It's been tough going for North American steelmakers during the past several years. While North American demand for steel is near all-time highs, international competition -- much of it illegal dumping -- has been taking a big bite out of the domestic pie.
This has weighed heavily on the industry, which has seen revenues plummet:
While its competitors have struggled, Nucor Corporation (NYSE:NUE) steadily has held its own, even in this competitive environment, posting steady positive cash flows and profits, even as revenue has slipped. The quarter reported on July 21 was no exception. Actually, it could be an indication that profits are ready to surge at Nucor.
Here's a closer look at Nucor's second-quarter earnings.
|Metric||Q3 2016||Q3 2015||Change|
|Net earnings to Nucor shareholders||$233.8||$124.8||87.3%|
|Earnings per share||$0.73||$0.39||87.2%|
What happened in the quarter
- Nucor's revenue was down year over year, but sales were up 14% from the first quarter.
- Volume was up; total tons shipped to outside customers was up 7% from last year.
- Average per-ton selling prices were down 9% year over year, but were up 9% sequentially.
- For the first six months of 2016, revenue was down 9%, but volume was up 8%, while prices per ton were down 16%.
- Input costs were down in the first half, with scrap costs 28% lower year over year.
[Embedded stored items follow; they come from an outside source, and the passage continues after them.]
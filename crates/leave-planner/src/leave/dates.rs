//! Calendar-day predicates and ranges shared by the calculator and the planner.

use chrono::{Datelike, Days, NaiveDate, Weekday};

pub fn is_weekend<D: Datelike>(date: &D) -> bool {
    matches!(date.weekday(), Weekday::Sat | Weekday::Sun)
}

/// Every date of `month` (1-based) in ascending order.
///
/// An out-of-range month yields an empty list.
pub fn days_in_month(year: i32, month: u32) -> Vec<NaiveDate> {
    let Some(first) = NaiveDate::from_ymd_opt(year, month, 1) else {
        return Vec::new();
    };

    first
        .iter_days()
        .take_while(|date| date.month() == month && date.year() == year)
        .collect()
}

/// Shifts `date` by `months`, rolling an overflowing day forward into the
/// following month (Jan 31 + 1 month lands on Mar 3 in a common year).
///
/// Returns `None` only when the result falls outside the supported range.
pub fn add_months(date: NaiveDate, months: i32) -> Option<NaiveDate> {
    let total = i64::from(date.year()) * 12 + i64::from(date.month0()) + i64::from(months);
    let year = i32::try_from(total.div_euclid(12)).ok()?;
    let month = u32::try_from(total.rem_euclid(12)).ok()? + 1;

    NaiveDate::from_ymd_opt(year, month, 1)?.checked_add_days(Days::new(u64::from(date.day0())))
}

/// Same calendar day, ignoring any time-of-day component.
pub fn dates_equal<A: Datelike, B: Datelike>(a: &A, b: &B) -> bool {
    a.year() == b.year() && a.ordinal() == b.ordinal()
}

/// Counts non-weekend days in the inclusive range `[start, end]`.
///
/// A reversed range counts nothing; request validation rejects those earlier.
pub fn working_days(start: NaiveDate, end: NaiveDate) -> u32 {
    if start > end {
        return 0;
    }

    let count = start
        .iter_days()
        .take_while(|date| *date <= end)
        .filter(|date| !is_weekend(date))
        .count();

    u32::try_from(count).unwrap_or(u32::MAX)
}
This has helped drive higher profits.
- Lower electricity and natural gas prices have also helped profits. Energy costs per ton were down $5 per ton in the second quarter, and $7 per ton in the first half of 2016.
- Nucor finished the quarter with $2.33 billion in cash, equivalents, and short-term investments. That's up from $2 billion at the start of the year, and essentially unchanged since the end of the first quarter.
- Nucor's $1.5 billion line of credit is still available and undrawn, giving the steelmaker even more financial flexibility.
What management said
Nucor continues to grow its market share, even in an ultra-competitive environment. CEO John Ferriola:
Nucor's steel mill volume growth in 2016 highlights our success in gaining profitable market share. For the first six months of 2016, our steel mill production increased 13% over the year-ago period. That compared with the U.S. steel industries' decrease of approximately 1% over the same period.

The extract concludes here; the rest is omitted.